Updates:
- 2024-08-27 – Adding a note about strlen()/sizeof() that was mentioned by Dave in the comments.
I am used to using sizeof() to know the size of a structure, or size of a variable…
typedef struct {
char a;
short b;
int c;
long d;
} MyStruct;
printf ("sizeof(MyStruct) is %d\n", sizeof(MyStruct));
MyStruct foo;
printf ("sizeof(foo) is %d\n", sizeof(foo));
…but every time I re-learn you can use it on strings, I am surprised:
#include <stdio.h>
#define VERSION_STRING __DATE__" "__TIME__
int main()
{
printf ("Build: %s\n", VERSION_STRING);
printf ("sizeof(): %ld\n", sizeof(VERSION_STRING));
return 0;
}
Normally, I see strlen() used, and that works for a string that is in a buffer, or a constant string:
#define VERSION_STRING "1.0.42-beta"
const char versionString[] = "1.0.42-beta";
printf ("strlen(VERSION_STRING) = %d\n", strlen(VERSION_STRING));
printf ("strlen(versionString) = %d\n", strlen(versionString));
…but if you know it is a #define string constant, you can use sizeof() and that will be changed in to the hard-coded value that matches the length of that hard-coded string. This will be smaller code, and faster, since strlen() has to scan through the string memory looking for the ‘0’ at the end, counting along the way.
I wonder how many times I have posted about this over the years.
Additional Notes:
In the comments, Dave added:
sizeof a string literal includes the terminating nul character, so it will be strlen +1.
– Dave
Ah, yes – a very good thing to note. C strings have a 0 byte added to the end of them, so “hello” is really “hello\0”. The standard C string functions like strcpy(), strlen(), etc. look for that 0 to know when to stop.
#include <stdio.h>
#include <stdlib.h> // for EXIT_SUCCESS
#include <string.h> // for strlen()
#define STRING "hello"
int main()
{
printf ("sizeof(STRING) = %ld\n", sizeof(STRING));
printf ("strlen(STRING) = %ld\n", strlen(STRING));
return EXIT_SUCCESS;
}
Output would show:
sizeof(STRING) = 6
strlen(STRING) = 5
So if using sizeof() to memcpy() bytes somewhere without the overhead of a strlen() counting first, you’d really want something like…
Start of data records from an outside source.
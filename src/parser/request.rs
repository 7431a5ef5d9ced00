//! HTTP request parsing and representation.

use std::collections::HashMap;
use std::str::FromStr;

use crate::parser::error::Error;
use crate::parser::method::Method;
use crate::parser::version::HttpVersion;

/// A parsed HTTP request.
#[derive(Debug, Clone)]
pub struct HttpRequest {
    /// The HTTP method (GET, POST, etc.)
    pub method: Method,
    /// The request path, without the query string
    pub path: String,
    /// The HTTP version
    pub version: HttpVersion,
    /// The HTTP headers, keyed by lowercase name
    pub headers: HashMap<String, String>,
    /// The request body
    pub body: Vec<u8>,
    /// Query parameters parsed from the request target
    pub query_params: HashMap<String, String>,
}

impl HttpRequest {
    /// Create a request from a raw request target such as `/ping?verbose`.
    ///
    /// The query string is split off the target into `query_params`, header
    /// names are lowercased and the body starts out empty.
    pub fn new(method: Method, target: &str, version: HttpVersion, headers: HashMap<String, String>) -> Self {
        let headers = headers
            .into_iter()
            .map(|(name, value)| (name.to_ascii_lowercase(), value))
            .collect();

        let (path, query) = match target.split_once('?') {
            Some((path, query)) => (path, Some(query)),
            None => (target, None),
        };

        let query_params = query
            .map(|query| query
                .split('&')
                .filter(|s| !s.is_empty())
                .map(|pair| match pair.split_once('=') {
                    Some((k, v)) => (k.to_string(), v.to_string()),
                    None => (pair.to_string(), String::new()),
                })
                .collect())
            .unwrap_or_default();

        Self {
            method,
            path: path.to_string(),
            version,
            headers,
            body: Vec::new(),
            query_params,
        }
    }

    /// Replace the body.
    pub fn with_body(mut self, body: impl Into<Vec<u8>>) -> Self {
        self.body = body.into();
        self
    }

    /// Case-insensitive header lookup.
    pub fn get_header(&self, name: &str) -> Option<&String> {
        self.headers.get(&name.to_ascii_lowercase())
    }

    /// Check if a header exists.
    pub fn has_header(&self, name: &str) -> bool {
        self.get_header(name).is_some()
    }

    /// The announced body length; zero when `Content-Length` is absent.
    pub fn content_length(&self) -> Result<usize, Error> {
        match self.get_header("Content-Length") {
            Some(value) => value
                .trim()
                .parse()
                .map_err(|_| Error::InvalidContentLength(value.clone())),
            None => Ok(0),
        }
    }

    /// Get a query parameter value.
    pub fn get_query_param(&self, name: &str) -> Option<&String> {
        self.query_params.get(name)
    }
}

/// Locate the end of the request head.
///
/// Returns the offset just past the blank line that terminates the headers,
/// or `None` when the buffer does not hold a complete head yet. Bare `\n`
/// line endings are tolerated.
pub fn find_head_end(buf: &[u8]) -> Option<usize> {
    let crlf = buf.windows(4).position(|w| w == b"\r\n\r\n").map(|i| i + 4);
    let lf = buf.windows(2).position(|w| w == b"\n\n").map(|i| i + 2);
    match (crlf, lf) {
        (Some(a), Some(b)) => Some(a.min(b)),
        (a, b) => a.or(b),
    }
}

/// Parse a request head (request line plus headers).
///
/// Any bytes after the terminating blank line are ignored; the caller reads
/// the body separately using [`HttpRequest::content_length`].
pub fn parse_request(input: &[u8]) -> Result<HttpRequest, Error> {
    let head = match find_head_end(input) {
        Some(end) => &input[..end],
        None => input,
    };
    let head = std::str::from_utf8(head).map_err(|_| Error::InvalidEncoding)?;

    let mut lines = head.lines();

    let request_line = match lines.next() {
        Some(line) if !line.trim().is_empty() => line,
        _ => return Err(Error::EmptyRequest),
    };

    let parts: Vec<&str> = request_line.split_whitespace().collect();
    let [method, target, version] = parts.as_slice() else {
        return Err(Error::MalformedRequestLine(request_line.to_string()));
    };

    let method = Method::from_str(method)?;
    if !target.starts_with('/') && *target != "*" {
        return Err(Error::InvalidTarget(target.to_string()));
    }
    let version = HttpVersion::from_str(version)?;

    let mut headers: HashMap<String, String> = HashMap::new();
    for line in lines {
        if line.is_empty() {
            break;
        }

        let Some((name, value)) = line.split_once(':') else {
            return Err(Error::InvalidHeaderFormat(line.to_string()));
        };
        let name = name.trim();
        if name.is_empty() {
            return Err(Error::InvalidHeaderFormat(line.to_string()));
        }

        let name = name.to_ascii_lowercase();
        let value = value.trim().to_string();

        // Repeated Content-Length headers must agree (RFC 9112, section 6.3).
        if name == "content-length" {
            if let Some(previous) = headers.get(&name) {
                if *previous != value {
                    return Err(Error::ConflictingContentLength(previous.clone(), value));
                }
            }
        }

        headers.insert(name, value);
    }

    let request = HttpRequest::new(method, target, version, headers);
    if version == HttpVersion::Http11 && !request.has_header("Host") {
        return Err(Error::MissingHeader("Host".to_string()));
    }

    Ok(request)
}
memcpy (buffer, STRING, sizeof(STRING)-1);
Until next time…
sizeof a string literal includes the terminating nul character, so it will be strlen +1.
sizeof “hello” == 6, while strlen(“hello”) == 5
That is a very good thing to note. I will update.
To better remember this realize that arrays are not pointers, and string literals are arrays (that can decay to pointers).
const char arrayVersion[] = “1.0.42-beta”;
const char* pointerString = “1.0.42-beta”;
printf (“sizeof(arrayVersion) = %d\n”, sizeof(arrayVersion));
printf (“sizeof(pointerString) = %d\n”, sizeof(pointerString));
Outputs
sizeof(arrayVersion) = 12
sizeof(pointerString) = 4
You know, I don’t think I realized that. I know at some point, I started using pointers for all my strings, declaring them as char *namePtr = “foo” or whatever. I would intentionally put the “Ptr” at the end to remind me it was a pointer. Seeing this is enough to make me switch back to using “char name[]” just for the purpose of the sizeof(name) being what I’d expect, and not a pointer.
Except for situations where arrays are pointers:
~/dev/c/tests> cat arrays.c
#include <stdio.h>
int test(char arr[]) {
printf("sizeof arr: %d\n", sizeof(arr));
}
int main() {
char a[] = "x\n";
test(a);
}
~/dev/c/tests> gcc arrays.c -o arrays && ./arrays
sizeof arr: 8
Yes and no. The array object itself is of course not a pointer. The issue is that while the written syntax of the parameter looks like an array the type is not. In N4917, Section 9.3.4.6, paragraph 5 it explains the type is actually pointer:
So the parameter is actually a pointer and already in the call has the array argument decayed. You can even give the “array” in the parameter a fixed size and it will always output 8.
sizeof does not result in an int, so using %d is not correct.
Correct observation – compiler warning should scream at that, if enabled. A cast to int or similar is what I would do. I don’t think we know what a size_t is other than a number. I had to use %d on some machines I work with, and %ld is on others. Is there a printf parameter that is better than one of those and casting? I only recently learned about %p. I learned C on a K&R pre-ANSI compiler so a lot of this still feels new to me ;)
Thank you! New post coming, thanks to your comment, and another, pointing me to %zu.
How both cases deal with unicode characters? Do they behave the same?
I have never worked with Unicode. I see there are C escape codes to add them in a C string. I wonder if my embedded C compiler even honors those. I will make a note to explore that.